● Problem statement: Retype the records in full, keeping each character as it is.

● Task material:
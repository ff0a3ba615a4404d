//! Validation engine: declarative rules producing row-scoped findings
//!
//! Rows are never modified or removed here. Every rule is evaluated for every
//! row in declaration order, and all findings are collected.

use regex::Regex;
use std::collections::HashSet;
use tracing::{debug, warn};

use crate::models::{
    composite_signature, is_blank, value_text, ErrorCode, RecipeError, Row, ValidateConfig,
    ValidationRule,
};

const UNIQUE_DELIMITER: &str = "||";

/// A rule with its pattern compiled and its per-call state attached
enum PreparedRule<'a> {
    Required {
        field: &'a str,
        message: Option<&'a str>,
    },
    Regex {
        field: &'a str,
        pattern: &'a str,
        compiled: Result<Regex, String>,
        message: Option<&'a str>,
    },
    InSet {
        field: &'a str,
        allowed: HashSet<String>,
        case_insensitive: bool,
        message: Option<&'a str>,
    },
    Unique {
        fields: &'a [String],
        seen: HashSet<String>,
        message: Option<&'a str>,
    },
}

impl<'a> PreparedRule<'a> {
    fn prepare(rule: &'a ValidationRule) -> Self {
        match rule {
            ValidationRule::Required { field, message } => PreparedRule::Required {
                field,
                message: message.as_deref(),
            },
            ValidationRule::Regex {
                field,
                pattern,
                message,
            } => {
                let compiled = Regex::new(pattern).map_err(|e| e.to_string());
                if let Err(e) = &compiled {
                    warn!("Invalid validation pattern for field '{}': {}", field, e);
                }
                PreparedRule::Regex {
                    field,
                    pattern,
                    compiled,
                    message: message.as_deref(),
                }
            }
            ValidationRule::InSet {
                field,
                values,
                case_insensitive,
                message,
            } => {
                let case_insensitive = case_insensitive.unwrap_or(false);
                let allowed = values
                    .iter()
                    .map(|v| fold(v.trim(), case_insensitive))
                    .collect();
                PreparedRule::InSet {
                    field,
                    allowed,
                    case_insensitive,
                    message: message.as_deref(),
                }
            }
            ValidationRule::Unique { fields, message } => PreparedRule::Unique {
                fields,
                seen: HashSet::new(),
                message: message.as_deref(),
            },
        }
    }

    /// Evaluate against one row, returning at most one finding
    fn check(&mut self, row_index: usize, row: &Row) -> Option<RecipeError> {
        match self {
            PreparedRule::Required { field, message } => is_blank(row.get(*field)).then(|| {
                RecipeError::row(
                    row_index,
                    Some(*field),
                    ErrorCode::Required,
                    message.map_or_else(|| format!("{field} is required"), str::to_string),
                )
            }),
            PreparedRule::Regex {
                field,
                pattern,
                compiled,
                message,
            } => {
                if is_blank(row.get(*field)) {
                    return None;
                }
                match compiled {
                    Ok(re) => {
                        let text = value_text(row.get(*field));
                        (!re.is_match(&text)).then(|| {
                            RecipeError::row(
                                row_index,
                                Some(*field),
                                ErrorCode::Regex,
                                message.map_or_else(
                                    || format!("{field} does not match pattern {pattern}"),
                                    str::to_string,
                                ),
                            )
                        })
                    }
                    Err(reason) => Some(RecipeError::row(
                        row_index,
                        Some(*field),
                        ErrorCode::RegexType,
                        format!("Invalid pattern {pattern}: {reason}"),
                    )),
                }
            }
            PreparedRule::InSet {
                field,
                allowed,
                case_insensitive,
                message,
            } => {
                if is_blank(row.get(*field)) {
                    return None;
                }
                let text = value_text(row.get(*field));
                (!allowed.contains(&fold(text.trim(), *case_insensitive))).then(|| {
                    RecipeError::row(
                        row_index,
                        Some(*field),
                        ErrorCode::InSet,
                        message.map_or_else(
                            || format!("{field} value '{text}' is not an allowed value"),
                            str::to_string,
                        ),
                    )
                })
            }
            PreparedRule::Unique {
                fields,
                seen,
                message,
            } => {
                let signature = composite_signature(row, *fields, UNIQUE_DELIMITER)?;
                let label = fields.join(",");
                (!seen.insert(signature)).then(|| {
                    RecipeError::row(
                        row_index,
                        Some(&label),
                        ErrorCode::Unique,
                        message.map_or_else(
                            || format!("Duplicate value for {label}"),
                            str::to_string,
                        ),
                    )
                })
            }
        }
    }
}

fn fold(text: &str, case_insensitive: bool) -> String {
    if case_insensitive {
        text.to_lowercase()
    } else {
        text.to_string()
    }
}

/// Evaluate every rule against every row.
///
/// `unique` state lives only for the duration of this call.
pub fn validate_rows(rows: &[Row], config: &ValidateConfig) -> Vec<RecipeError> {
    let mut rules: Vec<PreparedRule<'_>> = config.rules.iter().map(PreparedRule::prepare).collect();
    let mut errors = Vec::new();

    for (row_index, row) in rows.iter().enumerate() {
        for rule in rules.iter_mut() {
            if let Some(error) = rule.check(row_index, row) {
                errors.push(error);
            }
        }
    }

    debug!(
        "Validated {} rows against {} rules: {} findings",
        rows.len(),
        config.rules.len(),
        errors.len()
    );
    errors
}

● Solution to the problem:
repository ff0a3ba615a4404d
//! Validation engine: declarative rules producing row-scoped findings
//!
//! Rows are never modified or removed here. Every rule is evaluated for every
//! row in declaration order, and all findings are collected.

use regex::Regex;
use std::collections::HashSet;
use tracing::{debug, warn};

use crate::models::{
    composite_signature, is_blank, value_text, ErrorCode, RecipeError, Row, ValidateConfig,
    ValidationRule,
};

const UNIQUE_DELIMITER: &str = "||";

/// A rule with its pattern compiled and its per-call state attached
enum PreparedRule<'a> {
    Required {
        field: &'a str,
        message: Option<&'a str>,
    },
    Regex {
        field: &'a str,
        pattern: &'a str,
        compiled: Result<Regex, String>,
        message: Option<&'a str>,
    },
    InSet {
        field: &'a str,
        allowed: HashSet<String>,
        case_insensitive: bool,
        message: Option<&'a str>,
    },
    Unique {
        fields: &'a [String],
        seen: HashSet<String>,
        message: Option<&'a str>,
    },
}

impl<'a> PreparedRule<'a> {
    fn prepare(rule: &'a ValidationRule) -> Self {
        match rule {
            ValidationRule::Required { field, message } => PreparedRule::Required {
                field,
                message: message.as_deref(),
            },
            ValidationRule::Regex {
                field,
                pattern,
                message,
            } => {
                let compiled = Regex::new(pattern).map_err(|e| e.to_string());
                if let Err(e) = &compiled {
                    warn!("Invalid validation pattern for field '{}': {}", field, e);
                }
                PreparedRule::Regex {
                    field,
                    pattern,
                    compiled,
                    message: message.as_deref(),
                }
            }
            ValidationRule::InSet {
                field,
                values,
                case_insensitive,
                message,
            } => {
                let case_insensitive = case_insensitive.unwrap_or(false);
                let allowed = values
                    .iter()
                    .map(|v| fold(v.trim(), case_insensitive))
                    .collect();
                PreparedRule::InSet {
                    field,
                    allowed,
                    case_insensitive,
                    message: message.as_deref(),
                }
            }
            ValidationRule::Unique { fields, message } => PreparedRule::Unique {
                fields,
                seen: HashSet::new(),
                message: message.as_deref(),
            },
        }
    }

    /// Evaluate against one row, returning at most one finding
    fn check(&mut self, row_index: usize, row: &Row) -> Option<RecipeError> {
        match self {
            PreparedRule::Required { field, message } => is_blank(row.get(*field)).then(|| {
                RecipeError::row(
                    row_index,
                    Some(*field),
                    ErrorCode::Required,
                    message.map_or_else(|| format!("{field} is required"), str::to_string),
                )
            }),
            PreparedRule::Regex {
                field,
                pattern,
                compiled,
                message,
            } => {
                if is_blank(row.get(*field)) {
                    return None;
                }
                match compiled {
                    Ok(re) => {
                        let text = value_text(row.get(*field));
                        (!re.is_match(&text)).then(|| {
                            RecipeError::row(
                                row_index,
                                Some(*field),
                                ErrorCode::Regex,
                                message.map_or_else(
                                    || format!("{field} does not match pattern {pattern}"),
                                    str::to_string,
                                ),
                            )
                        })
                    }
                    Err(reason) => Some(RecipeError::row(
                        row_index,
                        Some(*field),
                        ErrorCode::RegexType,
                        format!("Invalid pattern {pattern}: {reason}"),
                    )),
                }
            }
            PreparedRule::InSet {
                field,
                allowed,
                case_insensitive,
                message,
            } => {
                if is_blank(row.get(*field)) {
                    return None;
                }
                let text = value_text(row.get(*field));
                (!allowed.contains(&fold(text.trim(), *case_insensitive))).then(|| {
                    RecipeError::row(
                        row_index,
                        Some(*field),
                        ErrorCode::InSet,
                        message.map_or_else(
                            || format!("{field} value '{text}' is not an allowed value"),
                            str::to_string,
                        ),
                    )
                })
            }
            PreparedRule::Unique {
                fields,
                seen,
                message,
            } => {
                let signature = composite_signature(row, *fields, UNIQUE_DELIMITER)?;
                let label = fields.join(",");
                (!seen.insert(signature)).then(|| {
                    RecipeError::row(
                        row_index,
                        Some(&label),
                        ErrorCode::Unique,
                        message.map_or_else(
                            || format!("Duplicate value for {label}"),
                            str::to_string,
                        ),
                    )
                })
            }
        }
    }
}

fn fold(text: &str, case_insensitive: bool) -> String {
    if case_insensitive {
        text.to_lowercase()
    } else {
        text.to_string()
    }
}

/// Evaluate every rule against every row.
///
/// `unique` state lives only for the duration of this call.
pub fn validate_rows(rows: &[Row], config: &ValidateConfig) -> Vec<RecipeError> {
    let mut rules: Vec<PreparedRule<'_>> = config.rules.iter().map(PreparedRule::prepare).collect();
    let mut errors = Vec::new();

    for (row_index, row) in rows.iter().enumerate() {
        for rule in rules.iter_mut() {
            if let Some(error) = rule.check(row_index, row) {
                errors.push(error);
            }
        }
    }

    debug!(
        "Validated {} rows against {} rules: {} findings",
        rows.len(),
        config.rules.len(),
        errors.len()
    );
    errors
}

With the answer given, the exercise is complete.